Ask - There Is No Shame in Asking For Help

There is no shame in asking for help.

We live in community.  And at the core of a successful community are relationships built upon networks of interdependence.  And yet, for so many, asking for help is hard. 

We are bombarded by images of how to raise our children to be independent, but independence does not mean solitary.  The secret no one shares is that knowing how and when to ask for help is a sign of true developmental maturity.

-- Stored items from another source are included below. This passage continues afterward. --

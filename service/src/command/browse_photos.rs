//! [`Command`] for browsing photos of the displayed [`Listing`].

use common::operations::{By, Select};
use tracerr::Traced;

use crate::{
    domain::{
        listing,
        view::{Step, View},
        Listing, Session,
    },
    infra::{database, Database},
    Service,
};

use super::Command;

/// [`Command`] for moving the photo cursor of a [`View::PropertyDetails`].
#[derive(Debug)]
pub struct BrowsePhotos<'s> {
    /// [`Session`] owning the displayed [`View`].
    pub session: &'s mut Session,

    /// [`Step`] to move the cursor by.
    pub step: Step,
}

impl<'s, Db, Bk> Command<BrowsePhotos<'s>> for Service<Db, Bk>
where
    Db: Database<
        Select<By<Option<Listing>, listing::Id>>,
        Ok = Option<Listing>,
        Err = Traced<database::Error>,
    >,
{
    /// New cursor position, or [`None`] if no [`View::PropertyDetails`] is
    /// displayed.
    type Ok = Option<usize>;
    type Err = Traced<ExecutionError>;

    async fn execute(
        &self,
        cmd: BrowsePhotos<'s>,
    ) -> Result<Self::Ok, Self::Err> {
        let BrowsePhotos { session, step } = cmd;

        let View::PropertyDetails(details) = session.router.view() else {
            return Ok(None);
        };
        let num_photos = self
            .database()
            .execute(Select(By::<Option<Listing>, _>::new(details.listing_id)))
            .await
            .map_err(tracerr::wrap!())?
            .map_or(1, |l| l.num_photos());

        Ok(session.router.browse_photos(step, num_photos))
    }
}

/// Error of [`BrowsePhotos`] [`Command`] execution.
pub type ExecutionError = database::Error;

There is no shame in asking for help.

We see images of super-parents, mothers and fathers who seem to have the incredible ability to work, raise children, maintain a home, volunteer to coach sports, lead scout troupes, join the PTA and still put dinner on the table every night.  The secret no one shares?  The parents who “do it all” are really the ones who don’t; they delegate responsibilities and know when to find support.

There is no shame in asking for help.

So what can this mean for the disability community?  Teaching children to be their own advocates and empowering individuals to be able to share what he/she needs is extremely valuable.  Yet, I have heard the frustration of family members who feel that they always have to ask – for help, for accommodations, for inclusive opportunities.  For constant and consistent advocates some may find themselves wishing that, “Just once…I won’t have to ask…(the school, the doctor, the synagogue…)”

There is no shame in asking for help.  But what happens when you grow tired of asking?